Shattered, scattered, and plattered.  Brett's dad died.  We were standing at Conti Street.  Plans were afoot.  It was raining, but only from above.  The burger I had sits in me like a stone.  Brett had just gotten the hiccups.  He could not shake them.  He had a message on his phone.  He listened, gravely.  I figured it was work.  "What's going on?"  I ask, leaning in.  "My dad died," he says, matter-of-fact.  Are there three more definitive words?  We were going about our night—Frenchman Street, Bourbon Street, a club?—none of that tonight, thank you.  He said he wanted to find a quiet spot, to make a phone call, or just to sit, to be nothing.  He was half-lit, fully-full.  We'd had a cigarette.  "Was he sick?" I ask.  "He had a bad heart," he says.   "We weren't close, obviously.  I didn't meet him until five years ago—seven years ago."  "When was the last time you saw him?"  "Two weeks ago."  I don't know.  I don't know much.  I don't know anything.  John Snow.  Brett quoting King: "The world had moved on."  (Gunslinger).  Or what I read just hours ago, Offutt quoting O'Connor:

Where you came from is gone
where you thought you were going to was never there
and where you are in no good unless you can get away from it.
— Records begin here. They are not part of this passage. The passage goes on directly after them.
use std::io;
use tracing_subscriber::{fmt, EnvFilter};

const DEFAULT_FILTER: &str = "info,tower_http=info,axum=info,sqlx=warn";

/// Initialize tracing subscriber with sensible defaults and stdout writer.
/// - Respects `RUST_LOG` if set
/// - Falls back to `info,tower_http=info,axum=info,sqlx=warn`
pub fn init_logging_default() {
    let env_filter = EnvFilter::try_from_default_env()
        .unwrap_or_else(|_| EnvFilter::new(DEFAULT_FILTER));
    let _ = fmt()
        .with_env_filter(env_filter)
        .with_target(false)
        .compact()
        .with_writer(io::stdout)
        .try_init();
}

/// Initialize tracing subscriber with JSON structured output.
/// Same filter rules as [`init_logging_default`].
pub fn init_logging_json() {
    let env_filter = EnvFilter::try_from_default_env()
        .unwrap_or_else(|_| EnvFilter::new(DEFAULT_FILTER));
    let _ = fmt()
        .with_env_filter(env_filter)
        .with_target(false)
        .json()
        .with_writer(io::stdout)
        .try_init();
}

/// Pick the output format from `LOG_FORMAT` (`json` or anything else for compact).
pub fn init_logging_from_env() {
    match std::env::var("LOG_FORMAT") {
        Ok(v) if v.eq_ignore_ascii_case("json") => init_logging_json(),
        _ => init_logging_default(),
    }
}
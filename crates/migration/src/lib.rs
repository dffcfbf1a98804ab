//! Migrator registering table migrations in dependency order.
//! Indexes are applied last.
pub use sea_orm_migration::prelude::*;

mod m20240101_000001_create_bike;
mod m20240101_000002_create_bill;
mod m20240101_000003_create_service;
mod m20240101_000004_create_bill_entry;
mod m20240101_000005_create_booking;
mod m20240101_000006_create_admin;
mod m20240101_000007_add_indexes;

pub struct Migrator;

#[async_trait::async_trait]
impl MigratorTrait for Migrator {
    fn migrations() -> Vec<Box<dyn MigrationTrait>> {
        vec![
            Box::new(m20240101_000001_create_bike::Migration),
            Box::new(m20240101_000002_create_bill::Migration),
            Box::new(m20240101_000003_create_service::Migration),
            Box::new(m20240101_000004_create_bill_entry::Migration),
            Box::new(m20240101_000005_create_booking::Migration),
            Box::new(m20240101_000006_create_admin::Migration),
            // Indexes should always be applied last
            Box::new(m20240101_000007_add_indexes::Migration),
        ]
    }
}
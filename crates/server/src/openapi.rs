//! OpenAPI document. The `*Doc` types mirror the JSON shapes of requests and
//! of the `data` field of successful envelopes.

use serde::Serialize;
use utoipa::OpenApi;
use utoipa::ToSchema;
use uuid::Uuid;

#[derive(Serialize, ToSchema)]
pub struct HealthResponse { pub status: String }

/// Body of every failed request.
#[derive(Serialize, ToSchema)]
pub struct ErrorEnvelopeDoc { pub success: bool, pub message: String }

#[derive(Serialize, ToSchema)]
pub struct AdminCredentialsDoc { pub name: String, pub password: String }

#[derive(Serialize, ToSchema)]
pub struct AdminDoc { pub id: Uuid, pub name: String }

#[derive(Serialize, ToSchema)]
#[serde(rename_all = "camelCase")]
pub struct NewBikeDoc {
    pub bike_no: String,
    pub owner: String,
    /// Exactly ten digits.
    pub contact_no: String,
    /// `YYYY-MM-DD`
    pub date_of_reg: String,
}

#[derive(Serialize, ToSchema)]
#[serde(rename_all = "camelCase")]
pub struct BikePatchDoc {
    pub bike_no: Option<String>,
    pub owner: Option<String>,
    pub contact_no: Option<String>,
    pub date_of_reg: Option<String>,
}

#[derive(Serialize, ToSchema)]
#[serde(rename_all = "camelCase")]
pub struct BikeDoc {
    pub id: Uuid,
    pub bike_no: String,
    pub owner: String,
    pub contact_no: String,
    pub date_of_reg: String,
    pub created_at: String,
    pub updated_at: String,
    pub services: Vec<Uuid>,
}

#[derive(Serialize, ToSchema)]
#[serde(rename_all = "camelCase")]
pub struct NewBillDoc {
    pub bill_date: Option<String>,
    pub total_amount: f64,
}

#[derive(Serialize, ToSchema)]
#[serde(rename_all = "camelCase")]
pub struct NewServiceDoc {
    pub service_name: String,
    /// `YYYY-MM-DD` or RFC 3339; defaults to now.
    pub date_of_service: Option<String>,
    pub bill: Option<NewBillDoc>,
}

#[derive(Serialize, ToSchema)]
#[serde(rename_all = "camelCase")]
pub struct ServiceDoc {
    pub id: Uuid,
    pub bike_id: Uuid,
    pub service_name: String,
    pub date_of_service: String,
    pub bill: Option<Uuid>,
    pub created_at: String,
}

#[derive(Serialize, ToSchema)]
pub struct NewBillEntryDoc { pub description: String, pub amount: f64, pub quantity: f64 }

#[derive(Serialize, ToSchema)]
#[serde(rename_all = "camelCase")]
pub struct BillEntryDoc {
    pub id: Uuid,
    pub bill_id: Uuid,
    pub description: String,
    pub amount: f64,
    pub quantity: f64,
    pub created_at: String,
}

#[derive(Serialize, ToSchema)]
#[serde(rename_all = "camelCase")]
pub struct BillDetailDoc {
    pub id: Uuid,
    pub bill_date: String,
    pub total_amount: f64,
    pub created_at: String,
    pub entries: Vec<BillEntryDoc>,
    /// Sum of amount × quantity, computed on read.
    pub entries_total: f64,
}

#[derive(Serialize, ToSchema)]
#[serde(rename_all = "camelCase")]
pub struct ServiceDetailDoc {
    pub id: Uuid,
    pub bike_id: Uuid,
    pub service_name: String,
    pub date_of_service: String,
    pub created_at: String,
    pub bill: Option<BillDetailDoc>,
}

#[derive(Serialize, ToSchema)]
#[serde(rename_all = "camelCase")]
pub struct BikeDetailDoc {
    pub id: Uuid,
    pub bike_no: String,
    pub owner: String,
    pub contact_no: String,
    pub date_of_reg: String,
    pub created_at: String,
    pub updated_at: String,
    pub services: Vec<ServiceDetailDoc>,
}

#[derive(Serialize, ToSchema)]
#[serde(rename_all = "camelCase")]
pub struct BillViewDoc {
    pub id: Uuid,
    pub bill_date: String,
    pub total_amount: f64,
    pub created_at: String,
    pub entries: Vec<BillEntryDoc>,
    pub entries_total: f64,
    pub owner: String,
    pub bike_no: String,
}

#[derive(Serialize, ToSchema)]
pub struct NewBookingDoc {
    pub name: Option<String>,
    pub email: Option<String>,
    pub contact: Option<String>,
    pub bike: Option<String>,
    pub service: Option<String>,
}

#[derive(Serialize, ToSchema)]
#[serde(rename_all = "camelCase")]
pub struct BookingDoc {
    pub id: Uuid,
    pub name: Option<String>,
    pub email: Option<String>,
    pub contact: Option<String>,
    pub bike: Option<String>,
    pub service: Option<String>,
    pub created_at: String,
}

#[derive(OpenApi)]
#[openapi(
    paths(
        crate::routes::health,
        crate::routes::bookings::book_service,
        crate::routes::auth::admin_signup,
        crate::routes::auth::admin_login,
        crate::routes::bikes::add_bike,
        crate::routes::bikes::list_bikes,
        crate::routes::bikes::get_bike,
        crate::routes::bikes::update_bike,
        crate::routes::bikes::delete_bike,
        crate::routes::bikes::bike_detail,
        crate::routes::services::add_service,
        crate::routes::services::delete_service,
        crate::routes::bills::get_bill,
        crate::routes::bills::add_bill_entry,
    ),
    components(
        schemas(
            HealthResponse,
            ErrorEnvelopeDoc,
            AdminCredentialsDoc,
            AdminDoc,
            NewBikeDoc,
            BikePatchDoc,
            BikeDoc,
            NewBillDoc,
            NewServiceDoc,
            ServiceDoc,
            NewBillEntryDoc,
            BillEntryDoc,
            BillDetailDoc,
            ServiceDetailDoc,
            BikeDetailDoc,
            BillViewDoc,
            NewBookingDoc,
            BookingDoc,
        )
    ),
    tags(
        (name = "health"),
        (name = "auth"),
        (name = "bikes"),
        (name = "services"),
        (name = "bills"),
        (name = "bookings")
    )
)]
pub struct ApiDoc;
use sea_orm_migration::{prelude::*, schema::*};

#[derive(DeriveMigrationName)]
pub struct Migration;

#[async_trait::async_trait]
impl MigrationTrait for Migration {
    async fn up(&self, manager: &SchemaManager) -> Result<(), DbErr> {
        manager
            .create_table(
                Table::create()
                    .table(BillEntry::Table)
                    .if_not_exists()
                    .col(uuid(BillEntry::Id).primary_key())
                    .col(uuid(BillEntry::BillId).not_null())
                    .col(string_len(BillEntry::Description, 256).not_null())
                    .col(double(BillEntry::Amount).not_null())
                    .col(double(BillEntry::Quantity).not_null())
                    .col(integer(BillEntry::Position).not_null())
                    .col(timestamp_with_time_zone(BillEntry::CreatedAt).not_null())
                    .foreign_key(
                        ForeignKey::create()
                            .name("fk_bill_entry_bill")
                            .from(BillEntry::Table, BillEntry::BillId)
                            .to(Bill::Table, Bill::Id)
                            .on_delete(ForeignKeyAction::Cascade)
                            .on_update(ForeignKeyAction::Cascade),
                    )
                    .to_owned(),
            )
            .await
    }

    async fn down(&self, manager: &SchemaManager) -> Result<(), DbErr> {
        manager.drop_table(Table::drop().table(BillEntry::Table).to_owned()).await
    }
}

#[derive(DeriveIden)]
enum BillEntry { Table, Id, BillId, Description, Amount, Quantity, Position, CreatedAt }

#[derive(DeriveIden)]
enum Bill { Table, Id }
Dark, cold as frozen steel, but never more appropriate.  What do I do, and what a selfish question.  A scaffolding, you wish something was being built, is fallen to the earth.  I will put myself at his disposal.  I will be neither seen nor heard, I will be a brother in arms.  Where are you Pat when I need you most?  You are better at this than me and how can Brett lean on me if I can't lean on you?

I am back at the hotel writing this.  I told B, it was a flashback to Bobby telling me and Pat on a disc golf course that his brother was, indeed, dead.  What is there to do but offer one's self up?  And again selfish thoughts: the wolves, the reavers and reapers, they are at my door!  They come ever closer, picking away at my once-impenetrable margins!  Soon enough they will get their man—The Man—they always do.

And he were just trying to get our drink on—if it weren't for that god-damned dresser-drawer full of clothes!!!

 *

By text he asked if we were back at the hotel.  I said yes; said we were here for him; up for whatever was necessary, including giving him time to himself.  So I've flossed, sipped some water, and poured a bit too much Beam into my trusty plastic cup (our maid did not throw it away, rock on!)  There is no answer, there is only the next second.  I have never seen Brett grieve.  I have avoided grief in my life if at all possible.  I cannot imagine not knowing my father for thirty-some years.  And then somehow establishing relations, having dialogue, conversation, feelings.  And then, and only then.  This is how little I know: how little I know Brett, hot little I know about the lives of others.  There is something rattling in our room—rattling—rattling—it feigns a halt, but then it picks right up again.  Brett is not even his first name, it is his last name.  Is it his father's name?  I do not know—I truly do not know.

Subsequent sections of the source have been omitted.